Parecia, inclusive, que os dois grupos, ávidos
pela travessia, se miravam, se mediam e se analisavam como em um duelo, já que
estavam perfilados frente a frente. Era o de cá, com inveja da praia que viria,
e o de lá, com pena dos que se iam pra longe do Atlântico.
Em certo momento eu passei a notar que muita
gente, do outro lado da rua, começava a fotografar o lado em que eu estava. As
máquinas estalavam e as pessoas apontavam, sorriam e procuravam uma melhor
visão e um melhor ângulo pras suas fotos e eu não sabia o por quê daquilo.
Imaginava que tinha alguém famoso ali ao lado, ou coisa assim, mas eu não
conseguia saber ao certo, pois tinha muita gente junto e próxima. E as pessoas
cada vez mais apontando, uns aplaudindo, até que o sinal fechou para o
trânsito.
Neste momento, como se estivesse tudo ensaiado
com o público, surge uma enorme Branca de Neve, toda maquiada, com as roupas coloridas
fielmente ao figurino da personagem, os cabelos negros lisos escorridos, uns
cílios enormemente fixados e uma boca de batom que emoldurava um sorriso superlativo
de miss saída dos contos de fadas.
Era uma Drag Queen ma-ra-vi-lho-sa, adjetivo
redundante, mas obrigatório, toda montada em purpurinas e adereços que dava
adeusinho aos súditos e posava para as fotos bem no meio da Avenida Nossa
Senhora de Copacabana, tornada passarela pelo povo em delírio.
A princípio inusitada, a cena na verdade era
comum naquele pedaço de Copacabana, pois eu mesmo como morador das imediações,
vez por outra dava de cara, ora com uma Marilyn Monroe, ora com uma Scarlet
O´hara, que educadamente passavam esvoaçantes cumprimentando a todos, seja qual
fosse a hora do dia ou da madrugada.
Eu só sei que o sinal abriu aos carros, depois
tornou a fechar, e a Branca de Neve de dois metros de altura continuava ali no
meio da avenida, rodeada, sendo fotografada, aplaudida e venerada.
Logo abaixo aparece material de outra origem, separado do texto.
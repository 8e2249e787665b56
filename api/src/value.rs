//! Caller-supplied request values.
//!
//! [`BodyValue`] is the dynamic value callers hand to the client. It is a
//! JSON value plus one extra variant, [`BodyValue::Binary`], which carries
//! file content as an explicit [`BinaryPayload`] instead of guessing at
//! runtime whether something "looks like" a buffer or a stream.

use std::collections::BTreeMap;
use std::fmt;
use std::path::PathBuf;
use std::pin::Pin;
use std::sync::{Arc, Mutex, PoisonError};

use bytes::Bytes;
use futures::Stream;
use serde::ser::{Error as _, SerializeMap, SerializeSeq};
use serde::{Serialize, Serializer};
use serde_json::{Number, Value};

/// A boxed stream of byte chunks.
pub type ByteStream = Pin<Box<dyn Stream<Item = std::io::Result<Bytes>> + Send>>;

/// Object members of a [`BodyValue`].
pub type BodyMap = BTreeMap<String, BodyValue>;

/// An open byte stream that can be consumed exactly once.
///
/// Clones share the same underlying stream; whichever clone calls
/// [`take`](SharedStream::take) first receives it.
#[derive(Clone)]
pub struct SharedStream(Arc<Mutex<Option<ByteStream>>>);

impl SharedStream {
    /// Wraps a byte stream.
    pub fn new<S>(stream: S) -> Self
    where
        S: Stream<Item = std::io::Result<Bytes>> + Send + 'static,
    {
        Self(Arc::new(Mutex::new(Some(Box::pin(stream)))))
    }

    /// Takes the stream, leaving `None` behind for every other clone.
    pub fn take(&self) -> Option<ByteStream> {
        self.0
            .lock()
            .unwrap_or_else(PoisonError::into_inner)
            .take()
    }

    /// Returns `true` if the stream has already been taken.
    pub fn is_consumed(&self) -> bool {
        self.0
            .lock()
            .unwrap_or_else(PoisonError::into_inner)
            .is_none()
    }
}

impl fmt::Debug for SharedStream {
    fn fmt(&self, f: &mut fmt::Formatter<'_>) -> fmt::Result {
        f.debug_struct("SharedStream")
            .field("consumed", &self.is_consumed())
            .finish()
    }
}

impl PartialEq for SharedStream {
    fn eq(&self, other: &Self) -> bool {
        Arc::ptr_eq(&self.0, &other.0)
    }
}

/// Binary content attached to a request field.
#[derive(Debug, Clone, PartialEq)]
pub enum BinaryPayload {
    /// Raw bytes already in memory.
    Bytes(Bytes),
    /// An open byte stream.
    Stream(SharedStream),
    /// A filesystem path whose content should be sent.
    Path(PathBuf),
}

/// A dynamic request value.
///
/// ## Examples
///
/// ```
/// use api_runtime::BodyValue;
/// use serde_json::json;
///
/// let body = BodyValue::from(json!({ "name": "Acme", "isActive": true }));
/// assert_eq!(body.get("name").and_then(BodyValue::as_str), Some("Acme"));
/// ```
#[derive(Debug, Clone, PartialEq, Default)]
pub enum BodyValue {
    /// JSON null; also stands in for "no body".
    #[default]
    Null,
    /// A boolean.
    Bool(bool),
    /// A JSON number.
    Number(Number),
    /// A string.
    String(String),
    /// An ordered list of values.
    Array(Vec<BodyValue>),
    /// An object keyed by property name.
    Object(BodyMap),
    /// Binary content.
    Binary(BinaryPayload),
}

impl BodyValue {
    /// Creates an empty object.
    pub fn object() -> Self {
        Self::Object(BodyMap::new())
    }

    /// Creates a binary value from in-memory bytes.
    pub fn bytes(bytes: impl Into<Bytes>) -> Self {
        Self::Binary(BinaryPayload::Bytes(bytes.into()))
    }

    /// Creates a binary value from a filesystem path.
    pub fn path(path: impl Into<PathBuf>) -> Self {
        Self::Binary(BinaryPayload::Path(path.into()))
    }

    /// Creates a binary value from an open byte stream.
    pub fn stream<S>(stream: S) -> Self
    where
        S: Stream<Item = std::io::Result<Bytes>> + Send + 'static,
    {
        Self::Binary(BinaryPayload::Stream(SharedStream::new(stream)))
    }

    /// Returns `true` for [`BodyValue::Null`].
    pub fn is_null(&self) -> bool {
        matches!(self, Self::Null)
    }

    /// Returns the string content, if this is a string.
    pub fn as_str(&self) -> Option<&str> {
        match self {
            Self::String(s) => Some(s),
            _ => None,
        }
    }

    /// Returns the number, if this is a number.
    pub fn as_number(&self) -> Option<&Number> {
        match self {
            Self::Number(n) => Some(n),
            _ => None,
        }
    }

    /// Returns the members, if this is an object.
    pub fn as_object(&self) -> Option<&BodyMap> {
        match self {
            Self::Object(map) => Some(map),
            _ => None,
        }
    }

    /// Returns the members mutably, if this is an object.
    pub fn as_object_mut(&mut self) -> Option<&mut BodyMap> {
        match self {
            Self::Object(map) => Some(map),
            _ => None,
        }
    }

    /// Returns the elements, if this is an array.
    pub fn as_array(&self) -> Option<&[BodyValue]> {
        match self {
            Self::Array(items) => Some(items),
            _ => None,
        }
    }

    /// Looks up an object member by its exact key.
    pub fn get(&self, key: &str) -> Option<&BodyValue> {
        self.as_object().and_then(|map| map.get(key))
    }

    /// Short type name used in diagnostics.
    pub fn type_name(&self) -> &'static str {
        match self {
            Self::Null => "null",
            Self::Bool(_) => "boolean",
            Self::Number(_) => "number",
            Self::String(_) => "string",
            Self::Array(_) => "array",
            Self::Object(_) => "object",
            Self::Binary(_) => "binary",
        }
    }

    /// Compares against a JSON value from a contract (enum members, defaults).
    pub fn matches_json(&self, other: &Value) -> bool {
        match (self, other) {
            (Self::Null, Value::Null) => true,
            (Self::Bool(a), Value::Bool(b)) => a == b,
            (Self::Number(a), Value::Number(b)) => match (a.as_f64(), b.as_f64()) {
                (Some(x), Some(y)) => x == y,
                _ => a == b,
            },
            (Self::String(a), Value::String(b)) => a == b,
            (Self::Array(a), Value::Array(b)) => {
                a.len() == b.len() && a.iter().zip(b).all(|(x, y)| x.matches_json(y))
            }
            (Self::Object(a), Value::Object(b)) => {
                a.len() == b.len()
                    && a.iter()
                        .all(|(k, v)| b.get(k).is_some_and(|other| v.matches_json(other)))
            }
            _ => false,
        }
    }

    /// Renders a value as a single text field (query strings, form fields).
    ///
    /// Returns `None` for null and for in-memory binary content.
    pub(crate) fn render_text(&self) -> Option<String> {
        match self {
            Self::Null => None,
            Self::Bool(b) => Some(b.to_string()),
            Self::Number(n) => Some(n.to_string()),
            Self::String(s) => Some(s.clone()),
            Self::Array(_) | Self::Object(_) => serde_json::to_string(self).ok(),
            Self::Binary(BinaryPayload::Path(path)) => Some(path.display().to_string()),
            Self::Binary(_) => None,
        }
    }
}

impl From<Value> for BodyValue {
    fn from(value: Value) -> Self {
        match value {
            Value::Null => Self::Null,
            Value::Bool(b) => Self::Bool(b),
            Value::Number(n) => Self::Number(n),
            Value::String(s) => Self::String(s),
            Value::Array(items) => Self::Array(items.into_iter().map(Self::from).collect()),
            Value::Object(map) => {
                Self::Object(map.into_iter().map(|(k, v)| (k, Self::from(v))).collect())
            }
        }
    }
}

impl From<&str> for BodyValue {
    fn from(value: &str) -> Self {
        Self::String(value.to_string())
    }
}

impl From<String> for BodyValue {
    fn from(value: String) -> Self {
        Self::String(value)
    }
}

impl From<bool> for BodyValue {
    fn from(value: bool) -> Self {
        Self::Bool(value)
    }
}

impl From<i64> for BodyValue {
    fn from(value: i64) -> Self {
        Self::Number(value.into())
    }
}

impl From<BinaryPayload> for BodyValue {
    fn from(value: BinaryPayload) -> Self {
        Self::Binary(value)
    }
}

impl From<BodyMap> for BodyValue {
    fn from(value: BodyMap) -> Self {
        Self::Object(value)
    }
}

impl From<Vec<BodyValue>> for BodyValue {
    fn from(value: Vec<BodyValue>) -> Self {
        Self::Array(value)
    }
}

impl Serialize for BodyValue {
    fn serialize<S: Serializer>(&self, serializer: S) -> Result<S::Ok, S::Error> {
        match self {
            Self::Null => serializer.serialize_unit(),
            Self::Bool(b) => serializer.serialize_bool(*b),
            Self::Number(n) => n.serialize(serializer),
            Self::String(s) => serializer.serialize_str(s),
            Self::Array(items) => {
                let mut seq = serializer.serialize_seq(Some(items.len()))?;
                for item in items {
                    seq.serialize_element(item)?;
                }
                seq.end()
            }
            Self::Object(map) => {
                let mut out = serializer.serialize_map(Some(map.len()))?;
                for (k, v) in map {
                    out.serialize_entry(k, v)?;
                }
                out.end()
            }
            Self::Binary(BinaryPayload::Bytes(bytes)) => serializer.serialize_bytes(bytes),
            Self::Binary(BinaryPayload::Path(path)) => {
                serializer.serialize_str(&path.display().to_string())
            }
            Self::Binary(BinaryPayload::Stream(_)) => Err(S::Error::custom(
                "byte streams can only be sent as multipart form data",
            )),
        }
    }
}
Os motoristas
daquele sábado pareciam totalmente vencidos pelos ensejos artísticos e
festeiros do verão e sequer buzinavam, em respeito à performance da mulher branca como a neve. Alguns passageiros até desceram
dos ônibus pra ver de perto aquela celebração e a multidão só aumentava com o
passar do tempo.
A Drag Queem sorria e sorria, distribuía
beijocas com a ponta dos dedos adornados por unhas enormes e coloridas e
abraçava as pessoas pra compor o enquadramento para as fotos solicitadas. Num
dado momento ela anunciou, com toda a calma, que teria que ir e eu me surpreendi
com a sua voz macia e doce, que não combinava em nada com o corpanzil que
sustentava toda aquela personificação. Então os aplausos aumentaram de
intensidade significativamente, pois seriam agora aplausos de despedida, do happy end, respondidos pela bela com
acenos efusivos de adeus e agradecimento.
Quando finalmente as duas multidões voltaram a
se separar, cada uma buscando o seu destino original, no rumo da praia e no rumo
oposto, uma voz fina e afetada irrompeu a rua aos gritos de “me espera Branca
de Neve”.
De imediato todos nos viramos para descobrir de
onde vinha aquela voz e, quando conseguimos, nos deparamos com uma e-nor-me
Mulher Maravilha, tão alta e elegante quanto a ama dos anões, não menos
colorida e espalhafatosa, que foi recebida devidamente com a mesma festa e com
gritinhos de “maravilha e maravilhosa”, igualmente redundantes e obrigatórios.
Eu fiquei ali na beira da calçada ainda um
tempo, olhando as duas personas desaparecendo
entre os prédios e, de longe, ainda podia ver os seus braços se erguerem ao acenar
para as janelas dos andares mais baixos ou mandando os costumeiros beijinhos
para os garis que, rapidamente, ante a sua passagem, botavam as vassouras
debaixo do braço pra deixar as mãos livres a aplaudir.
As duas amigas iam longe quando eu me dei conta
de que o sinal havia fechado de novo e que, definitivamente, a felicidade é algo
surpreendente que, às vezes, passa por nós como uma turba alegre, que tem a
capacidade de paralisar o cotidiano e a gente nem nota. Seja na rua, no trajeto
do nosso ônibus ou no sinal fechado.
Desde aquele dia eu cultivo o singelo hábito de
prestar atenção nas pessoas que estão para atravessar a rua junto comigo. Seja
a cidade que for, eu reparo. Porque eu não perderia uma outra Branca de Neve
daquela por nada nesse mundo.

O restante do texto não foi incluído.